DIRECTIONS ▸ Write out every record again, exactly.

○ ○ ○

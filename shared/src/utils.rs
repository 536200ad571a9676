//! # Shared Utility Functions
//!
//! Address validation and display helpers used across the workspace.
//!
//! ## Address handling
//!
//! - [`parse_address`] - Validate the `0x` + 40-hex-digit wire format
//! - [`format_address`] - Format an address with ellipsis for display
//! - [`truncate_address`] - Alias for `format_address` with default lengths
//!
//! ## Amount formatting
//!
//! - [`format_units`] - Render a smallest-unit integer string as a decimal
//!   token amount

use std::str::FromStr;

use alloy_primitives::Address;
use thiserror::Error;

/// The input was not `0x` followed by exactly 40 hex digits.
#[derive(Clone, Debug, Error, PartialEq, Eq)]
#[error("invalid address: expected 0x followed by 40 hex digits")]
pub struct AddressParseError;

/// Validate and parse an EVM address from user input.
///
/// The check is deliberately strict about shape (`0x` prefix, exact length,
/// hex digits only) and deliberately loose about case: wallets emit both
/// checksummed and lowercased forms.
///
/// ```rust
/// use shared::utils::parse_address;
///
/// assert!(parse_address("0x52908400098527886E0F7030069857D2E4169EE7").is_ok());
/// assert!(parse_address("0x5290840009852788").is_err());
/// assert!(parse_address("not-an-address").is_err());
/// ```
pub fn parse_address(input: &str) -> Result<Address, AddressParseError> {
    let trimmed = input.trim();
    let digits = trimmed.strip_prefix("0x").ok_or(AddressParseError)?;
    if digits.len() != 40 || !digits.bytes().all(|b| b.is_ascii_hexdigit()) {
        return Err(AddressParseError);
    }
    Address::from_str(trimmed).map_err(|_| AddressParseError)
}

/// Format an address by showing the first `prefix_len` and last
/// `suffix_len` characters.
///
/// Inputs shorter than the two lengths combined are returned as-is.
pub fn format_address(address: &str, prefix_len: usize, suffix_len: usize) -> String {
    let address_len = address.len();
    if address_len <= prefix_len + suffix_len
        || prefix_len >= address_len
        || suffix_len >= address_len
    {
        return address.to_string();
    }

    // Addresses are ASCII, byte slicing is safe here.
    let prefix = &address[..prefix_len];
    let suffix = &address[address_len - suffix_len..];
    format!("{}...{}", prefix, suffix)
}

/// Format an address with the default 6-character prefix (keeping the `0x`)
/// and 4-character suffix.
///
/// ```rust
/// use shared::utils::truncate_address;
///
/// let addr = "0xEFD337AC87EDf41A740AedD386d7f650D29D6e90";
/// assert_eq!(truncate_address(addr), "0xEFD3...6e90");
/// ```
pub fn truncate_address(address: &str) -> String {
    format_address(address, 6, 4)
}

/// Render a smallest-unit integer string as a decimal token amount.
///
/// `decimals` is the token's fixed-point scale, `precision` the number of
/// fractional digits kept in the output. Pure string manipulation: amounts
/// can exceed every primitive integer width.
///
/// ```rust
/// use shared::utils::format_units;
///
/// assert_eq!(format_units("1500000000000000000", 18, 4), "1.5000");
/// assert_eq!(format_units("999", 18, 4), "0.0000");
/// assert_eq!(format_units("0", 18, 4), "0.0000");
/// ```
pub fn format_units(smallest: &str, decimals: usize, precision: usize) -> String {
    let digits: String = if smallest.bytes().all(|b| b.is_ascii_digit()) && !smallest.is_empty() {
        smallest.to_string()
    } else {
        // Defensive: a gateway bug handing us a non-numeric string renders
        // as zero rather than garbage.
        "0".to_string()
    };

    let len = digits.len();
    let (integer, fraction) = if len <= decimals {
        let mut fraction = "0".repeat(decimals - len);
        fraction.push_str(&digits);
        ("0".to_string(), fraction)
    } else {
        (digits[..len - decimals].to_string(), digits[len - decimals..].to_string())
    };

    if precision == 0 {
        return integer;
    }
    let mut fraction = fraction;
    fraction.truncate(precision);
    while fraction.len() < precision {
        fraction.push('0');
    }
    format!("{}.{}", integer, fraction)
}

#[cfg(test)]
mod tests {
    use super::*;

    #[test]
    fn parse_accepts_any_case() {
        let lower = parse_address("0xefd337ac87edf41a740aedd386d7f650d29d6e90").unwrap();
        let upper = parse_address("0xEFD337AC87EDF41A740AEDD386D7F650D29D6E90").unwrap();
        assert_eq!(lower, upper);
    }

    #[test]
    fn parse_rejects_malformed_strings() {
        for input in [
            "",
            "0x",
            "0x123",
            "EFD337AC87EDf41A740AedD386d7f650D29D6e90",      // missing prefix
            "0xEFD337AC87EDf41A740AedD386d7f650D29D6e9",      // 39 digits
            "0xEFD337AC87EDf41A740AedD386d7f650D29D6e901",    // 41 digits
            "0xEFD337AC87EDf41A740AedD386d7f650D29D6eZZ",     // non-hex
            "0x EFD337AC87EDf41A740AedD386d7f650D29D6e9",     // embedded space
        ] {
            assert!(parse_address(input).is_err(), "accepted {input:?}");
        }
    }

    #[test]
    fn parse_trims_surrounding_whitespace() {
        assert!(parse_address("  0xEFD337AC87EDf41A740AedD386d7f650D29D6e90 ").is_ok());
    }

    #[test]
    fn truncation_keeps_both_ends() {
        let addr = "0xEFD337AC87EDf41A740AedD386d7f650D29D6e90";
        assert_eq!(truncate_address(addr), "0xEFD3...6e90");
        assert_eq!(format_address(addr, 4, 4), "0xEF...6e90");
        assert_eq!(format_address("short", 6, 4), "short");
    }

    #[test]
    fn units_pad_small_amounts() {
        assert_eq!(format_units("1", 18, 4), "0.0000");
        assert_eq!(format_units("100000000000000", 18, 4), "0.0001");
    }

    #[test]
    fn units_split_large_amounts() {
        assert_eq!(format_units("1234567890000000000000", 18, 4), "1234.5678");
        assert_eq!(format_units("1000000000000000000", 18, 0), "1");
    }

    #[test]
    fn units_render_garbage_as_zero() {
        assert_eq!(format_units("", 18, 4), "0.0000");
        assert_eq!(format_units("12ab", 18, 4), "0.0000");
    }
}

○ ○ ○

RESULT OF THIS EXERCISE ▸
filename shared/src/utils.rs
repository 536200ad571a9676
//! # Shared Utility Functions
//!
//! Address validation and display helpers used across the workspace.
//!
//! ## Address handling
//!
//! - [`parse_address`] - Validate the `0x` + 40-hex-digit wire format
//! - [`format_address`] - Format an address with ellipsis for display
//! - [`truncate_address`] - Alias for `format_address` with default lengths
//!
//! ## Amount formatting
//!
//! - [`format_units`] - Render a smallest-unit integer string as a decimal
//!   token amount

use std::str::FromStr;

use alloy_primitives::Address;
use thiserror::Error;

/// The input was not `0x` followed by exactly 40 hex digits.
#[derive(Clone, Debug, Error, PartialEq, Eq)]
#[error("invalid address: expected 0x followed by 40 hex digits")]
pub struct AddressParseError;

/// Validate and parse an EVM address from user input.
///
/// The check is deliberately strict about shape (`0x` prefix, exact length,
/// hex digits only) and deliberately loose about case: wallets emit both
/// checksummed and lowercased forms.
///
/// ```rust
/// use shared::utils::parse_address;
///
/// assert!(parse_address("0x52908400098527886E0F7030069857D2E4169EE7").is_ok());
/// assert!(parse_address("0x5290840009852788").is_err());
/// assert!(parse_address("not-an-address").is_err());
/// ```
pub fn parse_address(input: &str) -> Result<Address, AddressParseError> {
    let trimmed = input.trim();
    let digits = trimmed.strip_prefix("0x").ok_or(AddressParseError)?;
    if digits.len() != 40 || !digits.bytes().all(|b| b.is_ascii_hexdigit()) {
        return Err(AddressParseError);
    }
    Address::from_str(trimmed).map_err(|_| AddressParseError)
}

/// Format an address by showing the first `prefix_len` and last
/// `suffix_len` characters.
///
/// Inputs shorter than the two lengths combined are returned as-is.
pub fn format_address(address: &str, prefix_len: usize, suffix_len: usize) -> String {
    let address_len = address.len();
    if address_len <= prefix_len + suffix_len
        || prefix_len >= address_len
        || suffix_len >= address_len
    {
        return address.to_string();
    }

    // Addresses are ASCII, byte slicing is safe here.
    let prefix = &address[..prefix_len];
    let suffix = &address[address_len - suffix_len..];
    format!("{}...{}", prefix, suffix)
}

/// Format an address with the default 6-character prefix (keeping the `0x`)
/// and 4-character suffix.
///
/// ```rust
/// use shared::utils::truncate_address;
///
/// let addr = "0xEFD337AC87EDf41A740AedD386d7f650D29D6e90";
/// assert_eq!(truncate_address(addr), "0xEFD3...6e90");
/// ```
pub fn truncate_address(address: &str) -> String {
    format_address(address, 6, 4)
}

/// Render a smallest-unit integer string as a decimal token amount.
///
/// `decimals` is the token's fixed-point scale, `precision` the number of
/// fractional digits kept in the output. Pure string manipulation: amounts
/// can exceed every primitive integer width.
///
/// ```rust
/// use shared::utils::format_units;
///
/// assert_eq!(format_units("1500000000000000000", 18, 4), "1.5000");
/// assert_eq!(format_units("999", 18, 4), "0.0000");
/// assert_eq!(format_units("0", 18, 4), "0.0000");
/// ```
pub fn format_units(smallest: &str, decimals: usize, precision: usize) -> String {
    let digits: String = if smallest.bytes().all(|b| b.is_ascii_digit()) && !smallest.is_empty() {
        smallest.to_string()
    } else {
        // Defensive: a gateway bug handing us a non-numeric string renders
        // as zero rather than garbage.
        "0".to_string()
    };

    let len = digits.len();
    let (integer, fraction) = if len <= decimals {
        let mut fraction = "0".repeat(decimals - len);
        fraction.push_str(&digits);
        ("0".to_string(), fraction)
    } else {
        (digits[..len - decimals].to_string(), digits[len - decimals..].to_string())
    };

    if precision == 0 {
        return integer;
    }
    let mut fraction = fraction;
    fraction.truncate(precision);
    while fraction.len() < precision {
        fraction.push('0');
    }
    format!("{}.{}", integer, fraction)
}

#[cfg(test)]
mod tests {
    use super::*;

    #[test]
    fn parse_accepts_any_case() {
        let lower = parse_address("0xefd337ac87edf41a740aedd386d7f650d29d6e90").unwrap();
        let upper = parse_address("0xEFD337AC87EDF41A740AEDD386D7F650D29D6E90").unwrap();
        assert_eq!(lower, upper);
    }

    #[test]
    fn parse_rejects_malformed_strings() {
        for input in [
            "",
            "0x",
            "0x123",
            "EFD337AC87EDf41A740AedD386d7f650D29D6e90",      // missing prefix
            "0xEFD337AC87EDf41A740AedD386d7f650D29D6e9",      // 39 digits
            "0xEFD337AC87EDf41A740AedD386d7f650D29D6e901",    // 41 digits
            "0xEFD337AC87EDf41A740AedD386d7f650D29D6eZZ",     // non-hex
            "0x EFD337AC87EDf41A740AedD386d7f650D29D6e9",     // embedded space
        ] {
            assert!(parse_address(input).is_err(), "accepted {input:?}");
        }
    }

    #[test]
    fn parse_trims_surrounding_whitespace() {
        assert!(parse_address("  0xEFD337AC87EDf41A740AedD386d7f650D29D6e90 ").is_ok());
    }

    #[test]
    fn truncation_keeps_both_ends() {
        let addr = "0xEFD337AC87EDf41A740AedD386d7f650D29D6e90";
        assert_eq!(truncate_address(addr), "0xEFD3...6e90");
        assert_eq!(format_address(addr, 4, 4), "0xEF...6e90");
        assert_eq!(format_address("short", 6, 4), "short");
    }

    #[test]
    fn units_pad_small_amounts() {
        assert_eq!(format_units("1", 18, 4), "0.0000");
        assert_eq!(format_units("100000000000000", 18, 4), "0.0001");
    }

    #[test]
    fn units_split_large_amounts() {
        assert_eq!(format_units("1234567890000000000000", 18, 4), "1234.5678");
        assert_eq!(format_units("1000000000000000000", 18, 0), "1");
    }

    #[test]
    fn units_render_garbage_as_zero() {
        assert_eq!(format_units("", 18, 4), "0.0000");
        assert_eq!(format_units("12ab", 18, 4), "0.0000");
    }
}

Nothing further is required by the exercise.